Child developmen­t experts in Canada tested 808 one-year-olds whose expectant mothers recorded their daily food intake.

For every portion of fruit eaten by the women per day, the children’s memory and learning test results were on average just over 2 per cent better.

Amounts of fibre, calories, omega 3 consumed – and other aspects of their pregnancy diets – made no difference, the study found.

The researcher­s achieved comparable results in a lab test on fruit flies – the more fruit they ate before laying eggs, the better the offspring did in specially adapted tests.

As the results were similar, the experts say other factors such as social class, education or whether the babies were breastfed, for instance could be ruled out. The tests suggest that the ‘cyclic adenylate monophosph­ate pathway’ – responsibl­e for ‘higher order thinking’ in flies and humans – is boosted by fruit eaten during gestation in both women and female flies.

This pathway also regulates the body’s proteins and chemicals, how cells bind together and the function of areas of the brain including the prefrontal cortex.
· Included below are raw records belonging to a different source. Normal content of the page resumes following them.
//! Tool trait, descriptors, and registry.
//!
//! Tools are what give the agent the ability to act on the user's behalf:
//! fetch and search email, read and create calendar events, report the
//! current time. Each tool carries a descriptor (rendered into the system
//! prompt) and a handler.
//!
//! Session credentials are threaded through every invocation as an explicit
//! [`SessionContext`] argument rather than installed on shared handler
//! state, so concurrent requests with different sessions cannot race.

use async_trait::async_trait;
use serde::{Deserialize, Serialize};
use serde_json::{Map, Value};
use std::collections::HashMap;
use std::sync::Arc;
use tracing::warn;

use crate::chat::SessionHandle;
use crate::widget::WidgetBlock;

/// Coarse tag used to gate prompt fragments and tool visibility.
#[derive(Debug, Clone, Copy, PartialEq, Eq, Hash, Serialize, Deserialize)]
#[serde(rename_all = "lowercase")]
pub enum Domain {
    Email,
    Calendar,
    General,
}

impl std::fmt::Display for Domain {
    fn fmt(&self, f: &mut std::fmt::Formatter<'_>) -> std::fmt::Result {
        match self {
            Domain::Email => write!(f, "email"),
            Domain::Calendar => write!(f, "calendar"),
            Domain::General => write!(f, "general"),
        }
    }
}

/// What kind of action a tool performs. Metadata only; does not affect
/// dispatch.
#[derive(Debug, Clone, Copy, PartialEq, Eq, Serialize, Deserialize)]
#[serde(rename_all = "lowercase")]
pub enum ActionKind {
    /// Calls an external API
    Api,
    /// Resolved client-side (the widget layer acts on it)
    Client,
    /// Composes multiple other tools
    Composite,
    /// Served from process state, no I/O
    Internal,
}

/// The shape of a tool's useful output.
#[derive(Debug, Clone, Copy, PartialEq, Eq, Serialize, Deserialize)]
#[serde(rename_all = "lowercase")]
pub enum ToolOutput {
    Text,
    Widget,
    Both,
}

/// Prompt-only guidance about when and how to use a tool.
#[derive(Debug, Clone, Default, Serialize, Deserialize)]
pub struct UsageHints {
    #[serde(default, skip_serializing_if = "Option::is_none")]
    pub when_to_use: Option<String>,

    #[serde(default, skip_serializing_if = "Option::is_none")]
    pub when_not_to_use: Option<String>,

    #[serde(default, skip_serializing_if = "Option::is_none")]
    pub prerequisites: Option<String>,

    #[serde(default, skip_serializing_if = "Option::is_none")]
    pub output: Option<ToolOutput>,
}

/// A single parameter in a tool's schema.
#[derive(Debug, Clone, Serialize, Deserialize)]
pub struct ParamSpec {
    pub name: String,

    /// JSON type name: "string", "number", "integer", "boolean", "array", "object"
    pub param_type: String,

    pub description: String,

    #[serde(default, skip_serializing_if = "Option::is_none")]
    pub enum_values: Option<Vec<String>>,

    /// Element type for arrays
    #[serde(default, skip_serializing_if = "Option::is_none")]
    pub items: Option<String>,

    #[serde(default, skip_serializing_if = "Option::is_none")]
    pub default: Option<Value>,
}

impl ParamSpec {
    pub fn new(
        name: impl Into<String>,
        param_type: impl Into<String>,
        description: impl Into<String>,
    ) -> Self {
        Self {
            name: name.into(),
            param_type: param_type.into(),
            description: description.into(),
            enum_values: None,
            items: None,
            default: None,
        }
    }

    pub fn with_enum(mut self, values: &[&str]) -> Self {
        self.enum_values = Some(values.iter().map(|s| s.to_string()).collect());
        self
    }

    pub fn with_items(mut self, item_type: impl Into<String>) -> Self {
        self.items = Some(item_type.into());
        self
    }

    pub fn with_default(mut self, default: Value) -> Self {
        self.default = Some(default);
        self
    }
}

/// A tool's parameter schema: ordered parameter list plus the required set.
#[derive(Debug, Clone, Default, Serialize, Deserialize)]
pub struct ParameterSchema {
    pub params: Vec<ParamSpec>,
    pub required: Vec<String>,
}

impl ParameterSchema {
    pub fn new(params: Vec<ParamSpec>, required: &[&str]) -> Self {
        Self {
            params,
            required: required.iter().map(|s| s.to_string()).collect(),
        }
    }

    pub fn is_required(&self, name: &str) -> bool {
        self.required.iter().any(|r| r == name)
    }

    /// Render as a JSON-Schema-shaped value (for health/debug endpoints).
    pub fn to_json_schema(&self) -> Value {
        let mut properties = Map::new();
        for p in &self.params {
            let mut spec = Map::new();
            spec.insert("type".into(), Value::String(p.param_type.clone()));
            spec.insert("description".into(), Value::String(p.description.clone()));
            if let Some(values) = &p.enum_values {
                spec.insert(
                    "enum".into(),
                    Value::Array(values.iter().map(|v| Value::String(v.clone())).collect()),
                );
            }
            if let Some(items) = &p.items {
                spec.insert(
                    "items".into(),
                    serde_json::json!({ "type": items }),
                );
            }
            if let Some(default) = &p.default {
                spec.insert("default".into(), default.clone());
            }
            properties.insert(p.name.clone(), Value::Object(spec));
        }
        serde_json::json!({
            "type": "object",
            "properties": properties,
            "required": self.required,
        })
    }
}

/// Everything the prompt router needs to know about a tool.
#[derive(Debug, Clone, Serialize, Deserialize)]
pub struct ToolDescriptor {
    pub name: String,
    pub description: String,
    pub parameters: ParameterSchema,

    /// Tools without a domain tag are offered for every detected domain.
    #[serde(default, skip_serializing_if = "Option::is_none")]
    pub domain: Option<Domain>,

    #[serde(default)]
    pub hints: UsageHints,

    pub kind: ActionKind,
}

/// A request to execute a tool, as parsed from the LLM's output.
#[derive(Debug, Clone, Serialize, Deserialize)]
pub struct ToolCall {
    /// Unique call id (minted by the parser when the LLM omits it)
    pub id: String,

    /// Name of the tool to execute
    pub name: String,

    /// Arguments as a JSON object
    pub arguments: Map<String, Value>,
}

/// The result of a tool execution.
///
/// `success == false` implies `error` is set and `data` absent. Tool
/// failures are values, not errors: the orchestrator feeds them back to the
/// LLM, which composes the user-facing reply.
#[derive(Debug, Clone, Serialize, Deserialize)]
pub struct ToolResult {
    pub success: bool,

    /// Raw data for the LLM to reason over on the next iteration
    #[serde(default, skip_serializing_if = "Option::is_none")]
    pub data: Option<Value>,

    #[serde(default, skip_serializing_if = "Option::is_none")]
    pub error: Option<String>,

    /// Widgets for the client to render
    #[serde(default, skip_serializing_if = "Vec::is_empty")]
    pub widgets: Vec<WidgetBlock>,
}

impl ToolResult {
    pub fn ok(data: Value) -> Self {
        Self {
            success: true,
            data: Some(data),
            error: None,
            widgets: Vec::new(),
        }
    }

    pub fn ok_with_widgets(data: Value, widgets: Vec<WidgetBlock>) -> Self {
        Self {
            success: true,
            data: Some(data),
            error: None,
            widgets,
        }
    }

    pub fn fail(error: impl Into<String>) -> Self {
        Self {
            success: false,
            data: None,
            error: Some(error.into()),
            widgets: Vec::new(),
        }
    }
}

/// Per-request context lent to tool handlers for the duration of one call.
#[derive(Debug, Clone, Default)]
pub struct SessionContext {
    session: Option<SessionHandle>,
}

impl SessionContext {
    pub fn new(session: Option<SessionHandle>) -> Self {
        Self { session }
    }

    /// The session token, if the request carried one.
    pub fn token(&self) -> Option<&str> {
        self.session.as_ref().map(|s| s.session.as_str())
    }

    /// The per-session base URL for the email API, if present.
    pub fn base_url(&self) -> Option<&str> {
        self.session.as_ref().and_then(|s| s.base_url.as_deref())
    }

    pub fn has_session(&self) -> bool {
        self.session.is_some()
    }
}

/// The core Tool trait.
///
/// Handlers receive the parsed arguments and the per-request session
/// context. They never write to the event stream; they return values.
#[async_trait]
pub trait Tool: Send + Sync {
    /// The tool's descriptor (name, schema, domain, hints).
    fn descriptor(&self) -> ToolDescriptor;

    /// Execute the tool. Failures are reported through the returned
    /// `ToolResult`, never by panicking.
    async fn execute(&self, arguments: &Map<String, Value>, ctx: &SessionContext) -> ToolResult;
}

/// A registry of available tools, keyed by name.
///
/// Read-only after startup; safe for concurrent reads.
pub struct ToolRegistry {
    tools: HashMap<String, Arc<dyn Tool>>,
}

impl ToolRegistry {
    pub fn new() -> Self {
        Self {
            tools: HashMap::new(),
        }
    }

    /// Register a tool. Last write wins; replacing logs a warning.
    pub fn register(&mut self, tool: Arc<dyn Tool>) {
        let name = tool.descriptor().name;
        if self.tools.contains_key(&name) {
            warn!(tool = %name, "Replacing previously registered tool");
        }
        self.tools.insert(name, tool);
    }

    /// Remove a tool by name. Returns whether it was present.
    pub fn unregister(&mut self, name: &str) -> bool {
        self.tools.remove(name).is_some()
    }

    /// Get a tool by name.
    pub fn get(&self, name: &str) -> Option<Arc<dyn Tool>> {
        self.tools.get(name).cloned()
    }

    /// All tools whose domain is in `domains`, plus every undomained tool.
    pub fn by_domain(&self, domains: &[Domain]) -> Vec<ToolDescriptor> {
        let mut matched: Vec<ToolDescriptor> = self
            .tools
            .values()
            .map(|t| t.descriptor())
            .filter(|d| match d.domain {
                Some(domain) => domains.contains(&domain),
                None => true,
            })
            .collect();
        matched.sort_by(|a, b| a.name.cmp(&b.name));
        matched
    }

    /// All registered tool names, sorted.
    pub fn names(&self) -> Vec<String> {
        let mut names: Vec<String> = self.tools.keys().cloned().collect();
        names.sort();
        names
    }

    /// All descriptors, sorted by name for deterministic prompt rendering.
    pub fn descriptors(&self) -> Vec<ToolDescriptor> {
        let mut all: Vec<ToolDescriptor> = self.tools.values().map(|t| t.descriptor()).collect();
        all.sort_by(|a, b| a.name.cmp(&b.name));
        all
    }

    pub fn len(&self) -> usize {
        self.tools.len()
    }

    pub fn is_empty(&self) -> bool {
        self.tools.is_empty()
    }
}

impl Default for ToolRegistry {
    fn default() -> Self {
        Self::new()
    }
}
The university report for the specialist online journal EBioMedici­ne noted: ‘Mothers who ate more fruit during pregnancy had children who did better on developmen­tal testing at 1 year of age. Similarly, fruit flies had improved learning and memory if their parents had more fruit juice in their diet.

‘In both humans and in the flies, there was no improvemen­t in learning when only the babies were fed fruit. The cyclic adenylate monophosph­ate pathway may be a major regulator of this effect.’

The memories of fruit flies were tested by exposing them to two different successive smells ‘repulsive’ to the insects. One of the odours was paired to an electrical shock, while the other was benign.

They were then presented with two tubes – via which they can fly to either the first or second odour. Flies with better memories learn to avoid the smell that leads to a shock. This memory lasts for about a week – or one fifth of an average fruit fly’s lifetime.

Women are also recommende­d to eat fish and foods high in vitamin D during pregnancy. A study from the Icahn School of Medicine at Mount Sinai in New York found that eating foods rich in the vitamin reduces the risk of asthma by 20 per cent.

Vitamin D is commonly known as the ‘sunshine vitamin’ – as humans are exposed to high levels of it from the sun’s rays.